Saved data entries:

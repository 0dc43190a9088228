//! Boundary validation of input documents.
//!
//! Documents are rejected as a whole; nothing downstream ever sees a
//! partially valid analysis or blueprint.

use validator::Validate;

use crate::analysis::AnalyzedVideo;
use crate::blueprint::CreativeBlueprint;
use crate::error::{ModelError, ModelResult};

const ANALYSIS_DOC: &str = "analyzed video";
const BLUEPRINT_DOC: &str = "creative blueprint";

/// Parse and validate an analyzed video JSON document.
pub fn parse_analyzed_video(json: &str) -> ModelResult<AnalyzedVideo> {
    let video: AnalyzedVideo =
        serde_json::from_str(json).map_err(|source| ModelError::InvalidJson {
            document: ANALYSIS_DOC,
            source,
        })?;
    validate_analyzed_video(&video)?;
    Ok(video)
}

/// Parse and validate a creative blueprint JSON document.
pub fn parse_blueprint(json: &str) -> ModelResult<CreativeBlueprint> {
    let blueprint: CreativeBlueprint =
        serde_json::from_str(json).map_err(|source| ModelError::InvalidJson {
            document: BLUEPRINT_DOC,
            source,
        })?;
    validate_blueprint(&blueprint)?;
    Ok(blueprint)
}

/// Validate field ranges and the segment timeline invariant.
pub fn validate_analyzed_video(video: &AnalyzedVideo) -> ModelResult<()> {
    video
        .validate()
        .map_err(|e| ModelError::validation(ANALYSIS_DOC, e.to_string()))?;

    video
        .check_timeline()
        .map_err(|msg| ModelError::validation(ANALYSIS_DOC, msg))?;

    if let Some(point) = video
        .scores
        .attention_curve
        .iter()
        .find(|v| !(0.0..=1.0).contains(*v))
    {
        return Err(ModelError::validation(
            ANALYSIS_DOC,
            format!("attention_curve value {} is outside 0-1", point),
        ));
    }

    if let Some(lufs) = video.audio.loudness_lufs {
        if !(-70.0..=0.0).contains(&lufs) {
            return Err(ModelError::validation(
                ANALYSIS_DOC,
                format!("loudness_lufs {} is outside -70..0", lufs),
            ));
        }
    }

    if video.resolution.width == 0 || video.resolution.height == 0 {
        return Err(ModelError::validation(ANALYSIS_DOC, "resolution must be non-zero"));
    }

    Ok(())
}

/// Validate a creative blueprint.
pub fn validate_blueprint(blueprint: &CreativeBlueprint) -> ModelResult<()> {
    blueprint
        .validate()
        .map_err(|e| ModelError::validation(BLUEPRINT_DOC, e.to_string()))?;

    if blueprint.variation_ideas.iter().any(|idea| idea.trim().is_empty()) {
        return Err(ModelError::validation(
            BLUEPRINT_DOC,
            "variation_ideas must not contain empty entries",
        ));
    }

    Ok(())
}

#[cfg(test)]
mod tests {
    use super::*;

    const VALID_ANALYSIS: &str = r#"{
        "video_id": "ad-1",
        "source_uri": "file:///ads/ad-1.mp4",
        "duration_ms": 20000,
        "segments": [
            {"id": "s1", "type": "hook", "start_ms": 0, "end_ms": 4000,
             "pacing": 0.6, "clarity": 0.7, "attention": 0.8},
            {"id": "s2", "type": "cta", "start_ms": 4000, "end_ms": 20000,
             "pacing": 0.5, "clarity": 0.6, "attention": 0.5}
        ],
        "scores": {"hook_score": 55, "cta_strength": 0.4, "pacing_consistency": 0.7}
    }"#;

    #[test]
    fn test_valid_analysis_parses() {
        let video = parse_analyzed_video(VALID_ANALYSIS).unwrap();
        assert_eq!(video.segments.len(), 2);
        assert_eq!(video.resolution.height, 1920);
    }

    #[test]
    fn test_out_of_range_score_rejected() {
        let json = VALID_ANALYSIS.replace("\"cta_strength\": 0.4", "\"cta_strength\": 1.4");
        let err = parse_analyzed_video(&json).unwrap_err();
        assert!(matches!(err, ModelError::Validation { .. }));
        assert_eq!(err.document(), Some("analyzed video"));
    }

    #[test]
    fn test_unknown_segment_type_rejected() {
        let json = VALID_ANALYSIS.replace("\"type\": \"cta\"", "\"type\": \"outro\"");
        let err = parse_analyzed_video(&json).unwrap_err();
        assert!(matches!(err, ModelError::InvalidJson { .. }));
    }

    #[test]
    fn test_missing_required_field_rejected() {
        let json = VALID_ANALYSIS.replace("\"video_id\": \"ad-1\",", "");
        assert!(parse_analyzed_video(&json).is_err());
    }

    #[test]
    fn test_overlapping_segments_rejected() {
        let json = VALID_ANALYSIS.replace("\"start_ms\": 4000", "\"start_ms\": 3000");
        let err = parse_analyzed_video(&json).unwrap_err();
        assert!(err.to_string().contains("overlapping"));
    }

    #[test]
    fn test_blueprint_validation() {
        let ok = parse_blueprint(r#"{"objective": "traffic", "variation_ideas": ["faster hook"]}"#)
            .unwrap();
        assert_eq!(ok.objective.default_goal().as_str(), "ctr");

        assert!(parse_blueprint(r#"{"objective": "traffic", "variation_ideas": []}"#).is_err());
        assert!(parse_blueprint(r#"{"objective": "traffic", "variation_ideas": ["  "]}"#).is_err());
        assert!(parse_blueprint(r#"{"objective": "fame", "variation_ideas": ["x"]}"#).is_err());
    }
}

_Exercise objective_
Work through the data above line by line and give the number of lines in which "resolution" occurs. Add nothing else.

_Exercise solution_
3